Born in Shanghai to Russian-Jewish parents who fled the Bolshevik Revolution, author Liliane Willens will share her life story with Stonehill and the wider-community on Tuesday, January 28th at 7 p.m. in the College’s Martin Institute. Willens wrote about her experiences growing up as a "stateless person" in cosmopolitan Shanghai from the 1930s to the early 1950s in her book Stateless in Shanghai.

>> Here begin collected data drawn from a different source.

//! Application state wiring all services together.
//!
//! AppState holds the concrete service instances used by both CLI and the
//! web server. Core services are generic over repository/backend traits, but
//! AppState pins them to the concrete infra implementations.

use std::path::PathBuf;
use std::sync::Arc;

use anyhow::Context;
use threadchat_core::conversation::store::ConversationStore;
use threadchat_core::exchange::ConversationExchangeHandler;
use threadchat_core::message::store::MessageStore;
use threadchat_infra::backend::http::HttpChatBackend;
use threadchat_infra::config::{load_config, resolve_data_dir, resolve_database_url};
use threadchat_infra::sqlite::conversation::SqliteConversationRepository;
use threadchat_infra::sqlite::message::SqliteMessageRepository;
use threadchat_infra::sqlite::pool::DatabasePool;
use threadchat_types::config::AppConfig;

use crate::http::render::Templates;

/// Concrete type alias for the exchange handler pinned to infra implementations.
pub type ConcreteExchangeHandler = ConversationExchangeHandler<
    SqliteConversationRepository,
    SqliteMessageRepository,
    HttpChatBackend,
>;

/// Shared application state.
///
/// Used by both CLI commands and HTTP handlers.
#[derive(Clone)]
pub struct AppState {
    pub exchange: Arc<ConcreteExchangeHandler>,
    pub templates: Arc<Templates>,
    pub config: AppConfig,
    pub data_dir: PathBuf,
    pub db_pool: DatabasePool,
}

impl AppState {
    /// Initialize the application state: load config, connect to DB, wire services.
    ///
    /// `backend_url` overrides `[backend] base_url` from the config file.
    pub async fn init(backend_url: Option<String>) -> anyhow::Result<Self> {
        let data_dir = resolve_data_dir();

        // Ensure data directory exists
        tokio::fs::create_dir_all(&data_dir)
            .await
            .with_context(|| format!("creating data directory {}", data_dir.display()))?;

        let mut config = load_config(&data_dir).await;
        if let Some(url) = backend_url {
            config.backend.base_url = url;
        }

        let db_url = resolve_database_url(&config, &data_dir);
        let db_pool = DatabasePool::new(&db_url)
            .await
            .with_context(|| format!("opening database {db_url}"))?;

        let backend = HttpChatBackend::from_config(&config.backend)?;
        tracing::debug!(
            base_url = %backend.base_url(),
            timeout_secs = config.backend.effective_timeout_secs(),
            "Chat backend configured"
        );

        Self::from_parts(config, data_dir, db_pool, backend)
    }

    /// Wire services over an already opened pool and backend client.
    pub fn from_parts(
        config: AppConfig,
        data_dir: PathBuf,
        db_pool: DatabasePool,
        backend: HttpChatBackend,
    ) -> anyhow::Result<Self> {
        let exchange = ConversationExchangeHandler::new(
            ConversationStore::new(SqliteConversationRepository::new(db_pool.clone())),
            MessageStore::new(SqliteMessageRepository::new(db_pool.clone())),
            backend,
        );

        let templates = Templates::new().context("compiling templates")?;

        Ok(Self {
            exchange: Arc::new(exchange),
            templates: Arc::new(templates),
            config,
            data_dir,
            db_pool,
        })
    }
}
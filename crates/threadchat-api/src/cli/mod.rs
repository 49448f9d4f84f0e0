//! CLI command definitions for the `threadchat` binary.
//!
//! Uses clap derive macros for argument parsing.

pub mod conversation;

use clap::{Parser, Subcommand};
use clap_complete::Shell;

/// Web chat front end persisting conversations for a remote chatbot.
#[derive(Parser)]
#[command(name = "threadchat", version, about, long_about = None)]
#[command(propagate_version = true)]
pub struct Cli {
    /// Output machine-readable JSON instead of styled text.
    #[arg(long, global = true)]
    pub json: bool,

    /// Suppress all output except errors.
    #[arg(long, global = true)]
    pub quiet: bool,

    /// Detailed output (-v for verbose, -vv for debug/trace).
    #[arg(short, long, action = clap::ArgAction::Count, global = true)]
    pub verbose: u8,

    /// Chatbot backend base URL (overrides `[backend] base_url`).
    #[arg(long, global = true, env = "THREADCHAT_BACKEND_URL")]
    pub backend_url: Option<String>,

    #[command(subcommand)]
    pub command: Commands,
}

#[derive(Subcommand)]
pub enum Commands {
    /// Start the web server.
    Serve {
        /// Port to listen on (default from config, 3000).
        #[arg(short, long)]
        port: Option<u16>,

        /// Host to bind to (default from config, 127.0.0.1).
        #[arg(long)]
        host: Option<String>,
    },

    /// Print a conversation's messages in order.
    Show {
        /// Conversation id.
        id: String,
    },

    /// Delete a conversation and its messages.
    #[command(alias = "rm")]
    Delete {
        /// Conversation id.
        id: String,

        /// Skip confirmation prompt.
        #[arg(long)]
        force: bool,
    },

    /// Generate shell completions.
    Completions {
        /// Shell to generate completions for.
        shell: Shell,
    },
}
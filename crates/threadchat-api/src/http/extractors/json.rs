//! JSON body extractor.
//!
//! Wraps axum's `Json` so that a missing content type, a syntax error or a
//! body of the wrong shape is answered with a 422 envelope instead of
//! axum's plain-text rejection.

use axum::Json;
use axum::extract::rejection::JsonRejection;
use axum::extract::{FromRequest, Request};
use serde::de::DeserializeOwned;

use threadchat_types::error::ValidationError;

use crate::http::error::AppError;

/// Deserialized JSON request body.
pub struct ApiJson<T>(pub T);

impl<S, T> FromRequest<S> for ApiJson<T>
where
    T: DeserializeOwned + Send,
    S: Send + Sync,
{
    type Rejection = AppError;

    async fn from_request(req: Request, state: &S) -> Result<Self, Self::Rejection> {
        match Json::<T>::from_request(req, state).await {
            Ok(Json(value)) => Ok(Self(value)),
            Err(rejection) => Err(rejection_error(rejection)),
        }
    }
}

fn rejection_error(rejection: JsonRejection) -> AppError {
    let reason = match &rejection {
        JsonRejection::MissingJsonContentType(_) => {
            "must be sent as application/json".to_string()
        }
        JsonRejection::JsonSyntaxError(_) => "is not valid JSON".to_string(),
        _ => format!("is malformed: {}", rejection.body_text()),
    };
    AppError::Rejected(ValidationError::new("body", reason))
}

During her talk, “Eyewitness Account : Japanese Occupation, Chinese Civil War, and Establishment of the People’s Republic of China,” Willens will discuss the Japanese military occupation of Shanghai, the return of the Chiang Kai-shek regime, the Chinese civil war, the arrival of the People's Liberation Army in Shanghai, societal changes and reaction to the Korean War as well as virulent anti-Western and anti-American propaganda. Because of difficulties to obtain an immigration visa to the United States, Liliane lived two years under the newly established People's Republic of China.

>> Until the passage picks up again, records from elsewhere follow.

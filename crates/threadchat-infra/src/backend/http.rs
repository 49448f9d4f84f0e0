//! HttpChatBackend -- concrete [`ChatBackend`] over the backend's JSON API.
//!
//! Sends `POST {base_url}/api/chat` with `{"message", "thread_id"}` and reads
//! the `response` field of the JSON reply. One attempt per message, bounded by
//! the configured timeout; every failure becomes the fallback reply.

use std::time::{Duration, Instant};

use threadchat_core::backend::{ChatBackend, reply_or_fallback};
use threadchat_types::config::BackendConfig;
use threadchat_types::error::BackendError;
use tracing::{debug, warn};

use super::types::{ChatReply, ChatRequest};

/// Longest slice of an error body kept for logs.
const MAX_LOGGED_BODY: usize = 200;

/// Upper bound on a health check, independent of the chat timeout.
const HEALTH_TIMEOUT: Duration = Duration::from_secs(2);

pub struct HttpChatBackend {
    client: reqwest::Client,
    base_url: String,
    timeout: Duration,
}

impl HttpChatBackend {
    /// Create a client for `base_url` whose requests give up after `timeout`.
    pub fn new(base_url: impl Into<String>, timeout: Duration) -> Result<Self, BackendError> {
        let client = reqwest::Client::builder()
            .timeout(timeout)
            .connect_timeout(timeout)
            .build()
            .map_err(|e| BackendError::Transport(format!("failed to create HTTP client: {e}")))?;

        let base_url = base_url.into().trim_end_matches('/').to_string();
        Ok(Self {
            client,
            base_url,
            timeout,
        })
    }

    pub fn from_config(config: &BackendConfig) -> Result<Self, BackendError> {
        Self::new(
            config.base_url.clone(),
            Duration::from_secs(config.effective_timeout_secs()),
        )
    }

    pub fn base_url(&self) -> &str {
        &self.base_url
    }

    /// Build the full API URL for a given path.
    fn url(&self, path: &str) -> String {
        format!("{}{}", self.base_url, path)
    }

    async fn request_reply(&self, message: &str, thread_id: &str) -> Result<String, BackendError> {
        let response = self
            .client
            .post(self.url("/api/chat"))
            .json(&ChatRequest { message, thread_id })
            .send()
            .await
            .map_err(transport_error)?;

        let status = response.status();
        if !status.is_success() {
            let body = response.text().await.unwrap_or_default();
            return Err(BackendError::Status {
                status: status.as_u16(),
                body: body.chars().take(MAX_LOGGED_BODY).collect(),
            });
        }

        let bytes = response.bytes().await.map_err(transport_error)?;
        let reply: ChatReply = serde_json::from_slice(&bytes)
            .map_err(|e| BackendError::Decode(format!("failed to parse response: {e}")))?;

        // A blank reply cannot be stored as message content.
        if reply.response.trim().is_empty() {
            return Err(BackendError::Decode("empty response field".to_string()));
        }

        Ok(reply.response)
    }
}

fn transport_error(e: reqwest::Error) -> BackendError {
    if e.is_timeout() {
        BackendError::Timeout
    } else {
        BackendError::Transport(e.to_string())
    }
}

impl ChatBackend for HttpChatBackend {
    async fn send(&self, message: &str, thread_id: &str) -> String {
        let start = Instant::now();
        let outcome = self.request_reply(message, thread_id).await;
        debug!(
            thread_id = %thread_id,
            ok = outcome.is_ok(),
            elapsed_ms = start.elapsed().as_millis() as u64,
            "AI backend call finished"
        );
        reply_or_fallback(thread_id, outcome)
    }

    async fn health(&self) -> bool {
        let request = self
            .client
            .get(self.url("/api/health"))
            .timeout(HEALTH_TIMEOUT.min(self.timeout));

        match request.send().await {
            Ok(response) => response.status().is_success(),
            Err(e) => {
                warn!(error = %e, timeout = e.is_timeout(), "AI backend health check failed");
                false
            }
        }
    }
}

Following her talk, Willens will take audience questions and be available to sign copies of her book.
When Liliane immigrated to the United States, she studied at Boston University where she received her undergraduate degree, an M.A. and Ph.D. in French Language and Literature. She taught those subjects at Boston College and at the Massachusetts Institute of Technology.
While in academia, Willens published a book on Voltaire and a number of articles on 18th century France. Later moving to Washington, D.C., she worked for the U.S. Agency for International Development and the Peace Corps.
Following retirement Liliane lectured on history and culture on China and Old Shanghai on cruise ships sailing the world, and presently she gives talks to various organizations in the Washington, D.C. area, around the country, and overseas. Her book Stateless in Shanghai is in its fourth printing and is being translated in Chinese.